> DIRECTIONS:
Repeat the data exactly, so that every line matches the original.

> DATA PROVIDED:
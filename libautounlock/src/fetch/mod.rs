// Copyright (c) 2025 autounlock developers
//
// Licensed under the Apache License, Version 2.0
// <LICENSE-APACHE or https://www.apache.org/licenses/LICENSE-2.0> or the MIT
// license <LICENSE-MIT or https://opensource.org/licenses/MIT>, at your
// option. All files in the project carrying such notice may not be copied,
// modified, or distributed except according to those terms.

//! Share retrieval backends and the priority ordered registry that picks one
//! per path.

use std::{
    future::Future,
    sync::{RwLock, RwLockReadGuard, RwLockWriteGuard},
    time::Duration,
};

use anyhow::Result;
use tracing::trace;

use crate::error::Error;

pub use self::{
    cloud::{ParameterStoreFetcher, SecretStoreFetcher},
    dns::DnsFetcher,
    http::HttpFetcher,
    object::ObjectFetcher,
};

mod cloud;
mod dns;
mod http;
mod object;

/// Priority of the DNS TXT backend
pub const DNS_PRIORITY: i32 = 10;
/// Priority of the HTTP(S) backend
pub const HTTP_PRIORITY: i32 = 20;
/// Priority of the cloud secret and parameter store backends
pub const CLOUD_PRIORITY: i32 = 25;
/// Priority of the generic object backend, the catch-all
pub const OBJECT_PRIORITY: i32 = 100;

/// A share retrieval backend
pub trait Fetch: Send + Sync {
    /// Short backend name for logs
    fn name(&self) -> &'static str;

    /// Whether this backend handles `path`
    fn matches(&self, path: &str) -> bool;

    /// Lower runs first
    fn priority(&self) -> i32;

    /// Retrieve the share text stored at `path`
    ///
    /// # Errors
    ///
    /// * If the share cannot be retrieved, an error is returned.
    ///
    fn fetch(&self, path: &str) -> impl Future<Output = Result<String>> + Send;
}

/// The standard backends
#[derive(Clone, Debug)]
pub enum Fetcher {
    /// `dns:<domain>`
    Dns(DnsFetcher),
    /// `http://`, `https://`, `https+insecure://`
    Http(HttpFetcher),
    /// `aws-secrets://`
    SecretStore(SecretStoreFetcher),
    /// `aws-ssm://`
    ParameterStore(ParameterStoreFetcher),
    /// Everything else
    Object(ObjectFetcher),
}

impl Fetch for Fetcher {
    fn name(&self) -> &'static str {
        match self {
            Self::Dns(f) => f.name(),
            Self::Http(f) => f.name(),
            Self::SecretStore(f) => f.name(),
            Self::ParameterStore(f) => f.name(),
            Self::Object(f) => f.name(),
        }
    }

    fn matches(&self, path: &str) -> bool {
        match self {
            Self::Dns(f) => f.matches(path),
            Self::Http(f) => f.matches(path),
            Self::SecretStore(f) => f.matches(path),
            Self::ParameterStore(f) => f.matches(path),
            Self::Object(f) => f.matches(path),
        }
    }

    fn priority(&self) -> i32 {
        match self {
            Self::Dns(f) => f.priority(),
            Self::Http(f) => f.priority(),
            Self::SecretStore(f) => f.priority(),
            Self::ParameterStore(f) => f.priority(),
            Self::Object(f) => f.priority(),
        }
    }

    async fn fetch(&self, path: &str) -> Result<String> {
        match self {
            Self::Dns(f) => f.fetch(path).await,
            Self::Http(f) => f.fetch(path).await,
            Self::SecretStore(f) => f.fetch(path).await,
            Self::ParameterStore(f) => f.fetch(path).await,
            Self::Object(f) => f.fetch(path).await,
        }
    }
}

/// Backends kept sorted by ascending priority
#[derive(Debug)]
pub struct FetcherRegistry<F = Fetcher> {
    fetchers: RwLock<Vec<F>>,
}

impl<F> Default for FetcherRegistry<F> {
    fn default() -> Self {
        Self {
            fetchers: RwLock::new(Vec::new()),
        }
    }
}

impl FetcherRegistry<Fetcher> {
    /// A registry holding the five standard backends
    #[must_use]
    pub fn with_defaults() -> Self {
        let registry = Self::default();
        registry.register(Fetcher::Dns(DnsFetcher));
        registry.register(Fetcher::Http(HttpFetcher));
        registry.register(Fetcher::SecretStore(SecretStoreFetcher));
        registry.register(Fetcher::ParameterStore(ParameterStoreFetcher));
        registry.register(Fetcher::Object(ObjectFetcher));
        registry
    }
}

impl<F> FetcherRegistry<F>
where
    F: Fetch + Clone,
{
    /// Add a backend.  Equal priorities keep registration order.
    pub fn register(&self, fetcher: F) {
        let mut fetchers = write(&self.fetchers);
        trace!(name = fetcher.name(), priority = fetcher.priority(), "Registering fetcher");
        fetchers.push(fetcher);
        fetchers.sort_by_key(Fetch::priority);
    }

    /// A snapshot of the registered backends in dispatch order
    #[must_use]
    pub fn fetchers(&self) -> Vec<F> {
        read(&self.fetchers).clone()
    }

    /// The first backend, in priority order, that handles `path`
    #[must_use]
    pub fn find(&self, path: &str) -> Option<F> {
        read(&self.fetchers)
            .iter()
            .find(|f| f.matches(path))
            .cloned()
    }

    /// Fetch one share through the first matching backend, bounded by
    /// `timeout`.
    ///
    /// # Errors
    ///
    /// * If no backend handles `path`, a configuration error is returned.
    /// * If the backend fails or the timeout elapses, a fetch error is returned.
    ///
    pub async fn fetch_share(&self, path: &str, timeout: Duration) -> Result<String> {
        let fetcher = self
            .find(path)
            .ok_or_else(|| Error::Config("no fetcher available for path".into()))?;
        trace!(name = fetcher.name(), "Dispatching fetch");
        match tokio::time::timeout(timeout, fetcher.fetch(path)).await {
            Ok(result) => result,
            Err(_elapsed) => Err(Error::Fetch(format!(
                "{} fetch timed out after {}s",
                fetcher.name(),
                timeout.as_secs()
            ))
            .into()),
        }
    }
}

fn read<T>(lock: &RwLock<T>) -> RwLockReadGuard<'_, T> {
    match lock.read() {
        Ok(guard) => guard,
        Err(poisoned) => poisoned.into_inner(),
    }
}

fn write<T>(lock: &RwLock<T>) -> RwLockWriteGuard<'_, T> {
    match lock.write() {
        Ok(guard) => guard,
        Err(poisoned) => poisoned.into_inner(),
    }
}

> RESULT OF THE TASK:
filename libautounlock/src/fetch/mod.rs
// Copyright (c) 2025 autounlock developers
//
// Licensed under the Apache License, Version 2.0
// <LICENSE-APACHE or https://www.apache.org/licenses/LICENSE-2.0> or the MIT
// license <LICENSE-MIT or https://opensource.org/licenses/MIT>, at your
// option. All files in the project carrying such notice may not be copied,
// modified, or distributed except according to those terms.

//! Share retrieval backends and the priority ordered registry that picks one
//! per path.

use std::{
    future::Future,
    sync::{RwLock, RwLockReadGuard, RwLockWriteGuard},
    time::Duration,
};

use anyhow::Result;
use tracing::trace;

use crate::error::Error;

pub use self::{
    cloud::{ParameterStoreFetcher, SecretStoreFetcher},
    dns::DnsFetcher,
    http::HttpFetcher,
    object::ObjectFetcher,
};

mod cloud;
mod dns;
mod http;
mod object;

/// Priority of the DNS TXT backend
pub const DNS_PRIORITY: i32 = 10;
/// Priority of the HTTP(S) backend
pub const HTTP_PRIORITY: i32 = 20;
/// Priority of the cloud secret and parameter store backends
pub const CLOUD_PRIORITY: i32 = 25;
/// Priority of the generic object backend, the catch-all
pub const OBJECT_PRIORITY: i32 = 100;

/// A share retrieval backend
pub trait Fetch: Send + Sync {
    /// Short backend name for logs
    fn name(&self) -> &'static str;

    /// Whether this backend handles `path`
    fn matches(&self, path: &str) -> bool;

    /// Lower runs first
    fn priority(&self) -> i32;

    /// Retrieve the share text stored at `path`
    ///
    /// # Errors
    ///
    /// * If the share cannot be retrieved, an error is returned.
    ///
    fn fetch(&self, path: &str) -> impl Future<Output = Result<String>> + Send;
}

/// The standard backends
#[derive(Clone, Debug)]
pub enum Fetcher {
    /// `dns:<domain>`
    Dns(DnsFetcher),
    /// `http://`, `https://`, `https+insecure://`
    Http(HttpFetcher),
    /// `aws-secrets://`
    SecretStore(SecretStoreFetcher),
    /// `aws-ssm://`
    ParameterStore(ParameterStoreFetcher),
    /// Everything else
    Object(ObjectFetcher),
}

impl Fetch for Fetcher {
    fn name(&self) -> &'static str {
        match self {
            Self::Dns(f) => f.name(),
            Self::Http(f) => f.name(),
            Self::SecretStore(f) => f.name(),
            Self::ParameterStore(f) => f.name(),
            Self::Object(f) => f.name(),
        }
    }

    fn matches(&self, path: &str) -> bool {
        match self {
            Self::Dns(f) => f.matches(path),
            Self::Http(f) => f.matches(path),
            Self::SecretStore(f) => f.matches(path),
            Self::ParameterStore(f) => f.matches(path),
            Self::Object(f) => f.matches(path),
        }
    }

    fn priority(&self) -> i32 {
        match self {
            Self::Dns(f) => f.priority(),
            Self::Http(f) => f.priority(),
            Self::SecretStore(f) => f.priority(),
            Self::ParameterStore(f) => f.priority(),
            Self::Object(f) => f.priority(),
        }
    }

    async fn fetch(&self, path: &str) -> Result<String> {
        match self {
            Self::Dns(f) => f.fetch(path).await,
            Self::Http(f) => f.fetch(path).await,
            Self::SecretStore(f) => f.fetch(path).await,
            Self::ParameterStore(f) => f.fetch(path).await,
            Self::Object(f) => f.fetch(path).await,
        }
    }
}

/// Backends kept sorted by ascending priority
#[derive(Debug)]
pub struct FetcherRegistry<F = Fetcher> {
    fetchers: RwLock<Vec<F>>,
}

impl<F> Default for FetcherRegistry<F> {
    fn default() -> Self {
        Self {
            fetchers: RwLock::new(Vec::new()),
        }
    }
}

impl FetcherRegistry<Fetcher> {
    /// A registry holding the five standard backends
    #[must_use]
    pub fn with_defaults() -> Self {
        let registry = Self::default();
        registry.register(Fetcher::Dns(DnsFetcher));
        registry.register(Fetcher::Http(HttpFetcher));
        registry.register(Fetcher::SecretStore(SecretStoreFetcher));
        registry.register(Fetcher::ParameterStore(ParameterStoreFetcher));
        registry.register(Fetcher::Object(ObjectFetcher));
        registry
    }
}

impl<F> FetcherRegistry<F>
where
    F: Fetch + Clone,
{
    /// Add a backend.  Equal priorities keep registration order.
    pub fn register(&self, fetcher: F) {
        let mut fetchers = write(&self.fetchers);
        trace!(name = fetcher.name(), priority = fetcher.priority(), "Registering fetcher");
        fetchers.push(fetcher);
        fetchers.sort_by_key(Fetch::priority);
    }

    /// A snapshot of the registered backends in dispatch order
    #[must_use]
    pub fn fetchers(&self) -> Vec<F> {
        read(&self.fetchers).clone()
    }

    /// The first backend, in priority order, that handles `path`
    #[must_use]
    pub fn find(&self, path: &str) -> Option<F> {
        read(&self.fetchers)
            .iter()
            .find(|f| f.matches(path))
            .cloned()
    }

    /// Fetch one share through the first matching backend, bounded by
    /// `timeout`.
    ///
    /// # Errors
    ///
    /// * If no backend handles `path`, a configuration error is returned.
    /// * If the backend fails or the timeout elapses, a fetch error is returned.
    ///
    pub async fn fetch_share(&self, path: &str, timeout: Duration) -> Result<String> {
        let fetcher = self
            .find(path)
            .ok_or_else(|| Error::Config("no fetcher available for path".into()))?;
        trace!(name = fetcher.name(), "Dispatching fetch");
        match tokio::time::timeout(timeout, fetcher.fetch(path)).await {
            Ok(result) => result,
            Err(_elapsed) => Err(Error::Fetch(format!(
                "{} fetch timed out after {}s",
                fetcher.name(),
                timeout.as_secs()
            ))
            .into()),
        }
    }
}

fn read<T>(lock: &RwLock<T>) -> RwLockReadGuard<'_, T> {
    match lock.read() {
        Ok(guard) => guard,
        Err(poisoned) => poisoned.into_inner(),
    }
}

fn write<T>(lock: &RwLock<T>) -> RwLockWriteGuard<'_, T> {
    match lock.write() {
        Ok(guard) => guard,
        Err(poisoned) => poisoned.into_inner(),
    }
}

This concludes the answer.